Abgeordneter STEIER (S) berichtete von hohen Wachstumsraten im österreichischen Luftverkehr, der bereits an seine Kapazitätsgrenzen stoße. Es bestehe Handlungsbedarf, um Verspätungen im Luftverkehr zu vermeiden und seine Attraktivität zu erhöhen. Die vorliegende Novelle entspreche diesen Anforderungen jedoch nicht.

Abgeordneter PREINEDER (V) bekannte sich zur Einhaltung der Ruhezeiten im LKW-Verkehr und zur Einführung der Fahrerkarte. Der Redner erwartet eine Reduzierung der LKW-Unfälle und begrüßte auch die Maßnahmen zur Verbesserung der Gurtenanlegemoral sowie gegen die Benützung des Handys im Auto.

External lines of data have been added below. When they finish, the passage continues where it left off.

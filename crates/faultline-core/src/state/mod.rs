use std::collections::BTreeMap;
use std::path::Path;
#[cfg(unix)]
use std::path::PathBuf;
use std::sync::{Arc, Mutex};

use chrono::{DateTime, SecondsFormat, Utc};
use rusqlite::Connection;
use rusqlite::types::Type;

use crate::backend::{ApiKeyStore, AuditSink, RateDecision, RateLimiter, ReportStore};
use crate::error::{FaultlineError, Result};
use crate::models::{
    AggregationUpdate, ApiKeyPrincipal, AuditRecord, ErrorAggregation, StatsDimension,
    StoredError,
};

mod aggregation;
mod api_keys;
mod audit;
mod codec;
mod migration;
mod rate_limit;
mod reports;

/// SQLite-backed storage for reports, aggregates, audit records, API keys and
/// rate-limit counters. Clones share one connection.
#[derive(Clone)]
pub struct SqliteStateStore {
    conn: Arc<Mutex<Connection>>,
}

impl std::fmt::Debug for SqliteStateStore {
    fn fmt(&self, f: &mut std::fmt::Formatter<'_>) -> std::fmt::Result {
        f.debug_struct("SqliteStateStore").finish_non_exhaustive()
    }
}

impl SqliteStateStore {
    fn with_conn<T>(&self, f: impl FnOnce(&Connection) -> Result<T>) -> Result<T> {
        let conn = self
            .conn
            .lock()
            .map_err(|_| FaultlineError::lock_poisoned("sqlite"))?;
        f(&conn)
    }

    fn with_tx<T>(&self, f: impl FnOnce(&rusqlite::Transaction<'_>) -> Result<T>) -> Result<T> {
        let mut conn = self
            .conn
            .lock()
            .map_err(|_| FaultlineError::lock_poisoned("sqlite"))?;
        let tx = conn.transaction()?;
        let value = f(&tx)?;
        tx.commit()?;
        drop(conn);
        Ok(value)
    }

    pub fn open(path: impl AsRef<Path>) -> Result<Self> {
        let path = path.as_ref();
        if let Some(parent) = path.parent()
            && !parent.as_os_str().is_empty()
        {
            std::fs::create_dir_all(parent)?;
        }
        let conn = Connection::open(path)?;
        let store = Self {
            conn: Arc::new(Mutex::new(conn)),
        };
        store.migrate()?;
        #[cfg(unix)]
        harden_sqlite_permissions(path)?;
        Ok(store)
    }
}

impl ReportStore for SqliteStateStore {
    fn insert_report(&self, record: &StoredError) -> Result<()> {
        self.insert_error_report(record)
    }

    fn upsert_aggregation(&self, update: &AggregationUpdate) -> Result<()> {
        self.upsert_error_aggregation(update)
    }

    fn find_report(&self, id: &str) -> Result<Option<StoredError>> {
        self.get_error_report(id)
    }

    fn find_aggregation(&self, fingerprint: &str) -> Result<Option<ErrorAggregation>> {
        self.get_error_aggregation(fingerprint)
    }

    fn count_since(&self, cutoff: DateTime<Utc>) -> Result<u64> {
        self.count_reports_since(cutoff)
    }

    fn count_by(
        &self,
        dimension: StatsDimension,
        cutoff: DateTime<Utc>,
    ) -> Result<BTreeMap<String, u64>> {
        self.count_reports_by(dimension, cutoff)
    }

    fn top_errors(&self, cutoff: DateTime<Utc>, limit: usize) -> Result<Vec<ErrorAggregation>> {
        self.top_error_groups(cutoff, limit)
    }

    fn ping(&self) -> Result<()> {
        self.with_conn(|conn| {
            conn.query_row("SELECT 1", [], |row| row.get::<_, i64>(0))?;
            Ok(())
        })
    }
}

impl AuditSink for SqliteStateStore {
    fn append(&self, record: &AuditRecord) -> Result<()> {
        self.append_audit_record(record)
    }
}

impl RateLimiter for SqliteStateStore {
    fn check_and_increment(
        &self,
        key: &str,
        limit: u32,
        window: std::time::Duration,
    ) -> Result<RateDecision> {
        self.check_and_increment_at(key, limit, window, Utc::now().timestamp_millis())
    }
}

impl ApiKeyStore for SqliteStateStore {
    fn verify_api_key(&self, raw_key: &str, now: DateTime<Utc>) -> Result<Option<ApiKeyPrincipal>> {
        self.lookup_api_key(raw_key, now)
    }
}

/// Fixed-width UTC rendering so stored timestamps order correctly as text.
pub(crate) fn format_timestamp(ts: DateTime<Utc>) -> String {
    ts.to_rfc3339_opts(SecondsFormat::Millis, true)
}

pub(crate) fn parse_timestamp(idx: usize, raw: &str) -> rusqlite::Result<DateTime<Utc>> {
    DateTime::parse_from_rfc3339(raw)
        .map(|ts| ts.with_timezone(&Utc))
        .map_err(|err| rusqlite::Error::FromSqlConversionFailure(idx, Type::Text, Box::new(err)))
}

pub(crate) fn parse_json_column<T: serde::de::DeserializeOwned>(
    idx: usize,
    raw: &str,
) -> rusqlite::Result<T> {
    serde_json::from_str(raw)
        .map_err(|err| rusqlite::Error::FromSqlConversionFailure(idx, Type::Text, Box::new(err)))
}

fn count_to_u64(value: i64) -> u64 {
    u64::try_from(value).unwrap_or_default()
}

fn usize_to_i64_saturating(value: usize) -> i64 {
    i64::try_from(value).unwrap_or(i64::MAX)
}

#[cfg(unix)]
fn harden_sqlite_permissions(path: &Path) -> Result<()> {
    use std::os::unix::fs::PermissionsExt;

    for suffix in ["", "-wal", "-shm"] {
        let mut os = path.as_os_str().to_os_string();
        os.push(suffix);
        let candidate = PathBuf::from(os);
        if candidate.exists() {
            std::fs::set_permissions(candidate, std::fs::Permissions::from_mode(0o600))?;
        }
    }
    Ok(())
}

#[cfg(test)]
mod tests;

Staatssekretär Mag. KUKACKA hielt fest, die Novelle des Gesetzes über den internationalen Luftverkehr bringe Vorteile für Luftfahrt, Steuerzahler und Wirtschaftsstandort. Die Novelle dient auch der Kostenwahrheit, Kosten würden künftig dem Verursacher angelastet und nicht dem Steuerzahler. Die ASFINAG soll ihr System der LKW-Bemautung exportieren können. So schaffe die Novelle die Voraussetzung für die Fortsetzung der ASFINAG-Erfolgsgeschichte.

Abgeordneter Ing. KAIPEL (S) kritisierte Schwachstellen der ASFINAG-Gesetz-Novelle und riet dazu, erst nach einer Entschuldung über eine Ausweitung der Geschäftsfelder nachzudenken. Kaipel warnte vor der Einführung einer PKW-Maut anstelle der Vignette. Zur Vorsicht mahne auch der aktuelle Streit zwischen Vorstand und Aufsichtsrat über die Unternehmensziele.

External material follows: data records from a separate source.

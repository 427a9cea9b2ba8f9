//! Best-effort side effects of ingestion and reads.
//!
//! Audit appends and critical escalations never decide the outcome of the
//! request that produced them. Dispatchers accept an effect and return
//! immediately from the caller's point of view; failures are logged here.

use std::sync::Arc;

use crate::backend::{AuditSink, Escalator};
use crate::error::Result;
use crate::models::{AuditRecord, CriticalAlert};

#[derive(Debug, Clone, PartialEq)]
pub enum SideEffect {
    Audit(AuditRecord),
    Escalate(CriticalAlert),
}

impl SideEffect {
    pub const fn label(&self) -> &'static str {
        match self {
            Self::Audit(_) => "audit",
            Self::Escalate(_) => "escalate",
        }
    }
}

pub trait EffectDispatcher: Send + Sync {
    fn dispatch(&self, effect: SideEffect);
}

/// Targets a dispatcher delivers effects to.
#[derive(Clone)]
pub struct EffectTargets {
    pub audit: Arc<dyn AuditSink>,
    pub escalator: Arc<dyn Escalator>,
}

impl std::fmt::Debug for EffectTargets {
    fn fmt(&self, f: &mut std::fmt::Formatter<'_>) -> std::fmt::Result {
        f.debug_struct("EffectTargets").finish_non_exhaustive()
    }
}

impl EffectTargets {
    pub fn new(audit: Arc<dyn AuditSink>, escalator: Arc<dyn Escalator>) -> Self {
        Self { audit, escalator }
    }

    /// Deliver one effect, logging and swallowing any failure.
    pub fn apply(&self, effect: &SideEffect) {
        let outcome = match effect {
            SideEffect::Audit(record) => self.audit.append(record),
            SideEffect::Escalate(alert) => self.escalator.escalate(alert),
        };
        if let Err(err) = outcome {
            tracing::warn!(effect = effect.label(), error = %err, "side effect failed");
        }
    }
}

/// Applies effects on the calling thread, for callers that need every effect
/// delivered before they continue, such as tests asserting on audit rows.
#[derive(Debug, Clone)]
pub struct InlineDispatcher {
    targets: EffectTargets,
}

impl InlineDispatcher {
    pub fn new(targets: EffectTargets) -> Self {
        Self { targets }
    }
}

impl EffectDispatcher for InlineDispatcher {
    fn dispatch(&self, effect: SideEffect) {
        self.targets.apply(&effect);
    }
}

/// Default escalation target: a structured `error` event that log shipping
/// can route to whoever is on call.
#[derive(Debug, Clone, Copy, Default)]
pub struct LogEscalator;

impl Escalator for LogEscalator {
    fn escalate(&self, alert: &CriticalAlert) -> Result<()> {
        tracing::error!(
            error_id = %alert.error_id,
            fingerprint = %alert.fingerprint,
            module = %alert.module,
            category = %alert.category,
            reported_at = %alert.reported_at.to_rfc3339(),
            message = %alert.message,
            "critical error reported"
        );
        Ok(())
    }
}

#[cfg(test)]
mod tests {
    use std::sync::Mutex;

    use chrono::Utc;

    use super::*;
    use crate::error::FaultlineError;
    use crate::models::ErrorReport;

    #[derive(Default)]
    struct RecordingAudit {
        records: Mutex<Vec<AuditRecord>>,
    }

    impl AuditSink for RecordingAudit {
        fn append(&self, record: &AuditRecord) -> Result<()> {
            self.records.lock().expect("lock").push(record.clone());
            Ok(())
        }
    }

    struct FailingEscalator;

    impl Escalator for FailingEscalator {
        fn escalate(&self, _alert: &CriticalAlert) -> Result<()> {
            Err(FaultlineError::Internal("pager offline".to_string()))
        }
    }

    #[test]
    fn inline_dispatcher_delivers_and_swallows_failures() {
        let audit = Arc::new(RecordingAudit::default());
        let dispatcher =
            InlineDispatcher::new(EffectTargets::new(audit.clone(), Arc::new(FailingEscalator)));

        let report = ErrorReport::new("boom", "core");
        dispatcher.dispatch(SideEffect::Audit(AuditRecord::error_reported(
            "id-1",
            "abc",
            &report,
            None,
            None,
            Utc::now(),
        )));
        dispatcher.dispatch(SideEffect::Escalate(CriticalAlert {
            error_id: "id-1".to_string(),
            fingerprint: "abc".to_string(),
            message: "boom".to_string(),
            module: "core".to_string(),
            category: "backend".to_string(),
            reported_at: Utc::now(),
        }));

        let records = audit.records.lock().expect("lock");
        assert_eq!(records.len(), 1);
        assert_eq!(records[0].actor_type, "system");
        assert_eq!(records[0].event_message, "Error reported: boom");
    }
}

Abgeordneter GAHR (V) plädierte für die Stärkung der Eigenverantwortung im ehemaligen Staatsunternehmen ASFINAG. Es gehe darum, wirtschaftliche Möglichkeiten zu eröffnen und das Unternehmen finanziell abzusichern. Die Nutzung von betrieblichem Know-how werde für den Zufluss finanzieller Mittel sorgen.

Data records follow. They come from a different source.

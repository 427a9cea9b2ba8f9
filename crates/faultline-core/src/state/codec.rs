use rusqlite::ToSql;
use rusqlite::types::{FromSql, FromSqlError, FromSqlResult, ToSqlOutput, ValueRef};

use crate::models::{Category, Environment, Severity};

macro_rules! text_enum_sql {
    ($ty:ty, $label:literal) => {
        impl ToSql for $ty {
            fn to_sql(&self) -> rusqlite::Result<ToSqlOutput<'_>> {
                Ok(ToSqlOutput::from(self.as_str()))
            }
        }

        impl FromSql for $ty {
            fn column_result(value: ValueRef<'_>) -> FromSqlResult<Self> {
                let raw = value.as_str()?;
                <$ty>::parse(raw)
                    .ok_or_else(|| FromSqlError::Other(format!("unknown {}: {raw}", $label).into()))
            }
        }
    };
}

text_enum_sql!(Severity, "severity");
text_enum_sql!(Category, "category");
text_enum_sql!(Environment, "environment");
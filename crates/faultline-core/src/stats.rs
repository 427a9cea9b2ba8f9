use std::time::Duration;

use chrono::{DateTime, Utc};

use crate::backend::{ReportStore, StatsCache};
use crate::error::{FaultlineError, Result};
use crate::models::{ErrorStats, StatsDimension, StoredError};
use crate::time_range::TimeRange;

pub const DEFAULT_STATS_CACHE_TTL: Duration = Duration::from_secs(300);
pub const TOP_ERRORS_LIMIT: usize = 10;

const RECENT_RATE_WINDOW: TimeRange = TimeRange::ONE_HOUR;
const CACHE_KEY_PREFIX: &str = "error_stats:";

/// Read path. Aggregate statistics go through the cache; single-report lookups
/// never do.
pub struct StatsEngine<'a> {
    store: &'a dyn ReportStore,
    cache: &'a dyn StatsCache,
    ttl: Duration,
}

impl<'a> StatsEngine<'a> {
    pub fn new(store: &'a dyn ReportStore, cache: &'a dyn StatsCache) -> Self {
        Self {
            store,
            cache,
            ttl: DEFAULT_STATS_CACHE_TTL,
        }
    }

    #[must_use]
    pub const fn with_ttl(mut self, ttl: Duration) -> Self {
        self.ttl = ttl;
        self
    }

    pub fn get_stats(&self, time_range: &str) -> Result<ErrorStats> {
        self.get_stats_at(time_range, Utc::now())
    }

    /// Cached statistics for `time_range`. A hit is returned as stored, even if
    /// newer reports exist; entries only go away when their TTL runs out.
    pub fn get_stats_at(&self, time_range: &str, now: DateTime<Utc>) -> Result<ErrorStats> {
        let key = cache_key(time_range);
        if let Some(cached) = self.cache.get(&key) {
            match serde_json::from_str::<ErrorStats>(&cached) {
                Ok(stats) => return Ok(stats),
                Err(err) => {
                    tracing::warn!(key = %key, error = %err, "discarding undecodable stats cache entry");
                }
            }
        }

        let stats = compute_stats(self.store, TimeRange::parse(time_range), now).inspect_err(
            |err| tracing::error!(time_range, error = %err, "failed to compute error statistics"),
        )?;
        self.cache.set(&key, serde_json::to_string(&stats)?, self.ttl);
        Ok(stats)
    }

    pub fn get_error_by_id(&self, id: &str) -> Result<StoredError> {
        self.store
            .find_report(id)?
            .ok_or_else(|| FaultlineError::NotFound(format!("error report {id}")))
    }
}

pub fn cache_key(time_range: &str) -> String {
    format!("{CACHE_KEY_PREFIX}{time_range}")
}

/// Uncached statistics straight from storage.
pub fn compute_stats(
    store: &dyn ReportStore,
    range: TimeRange,
    now: DateTime<Utc>,
) -> Result<ErrorStats> {
    let cutoff = range.cutoff(now);
    Ok(ErrorStats {
        total_errors: store.count_since(cutoff)?,
        errors_by_category: store.count_by(StatsDimension::Category, cutoff)?,
        errors_by_severity: store.count_by(StatsDimension::Severity, cutoff)?,
        errors_by_module: store.count_by(StatsDimension::Module, cutoff)?,
        top_errors: store.top_errors(cutoff, TOP_ERRORS_LIMIT)?,
        recent_error_rate: store.count_since(RECENT_RATE_WINDOW.cutoff(now))?,
    })
}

Abgeordneter RÄDLER (V) bekannte sich dazu, dem Vorzeigebetrieb ASFINAG die Möglichkeit zu geben, sich auch international zu betätigen. 20 % der ASFINAG-Investitionen kommen dem Umweltschutz zugute, lobte Rädler, der ausdrücklich den Bau von Lärmschutzeinrichtungen im Interesse der Autobahnanrainer begrüßte.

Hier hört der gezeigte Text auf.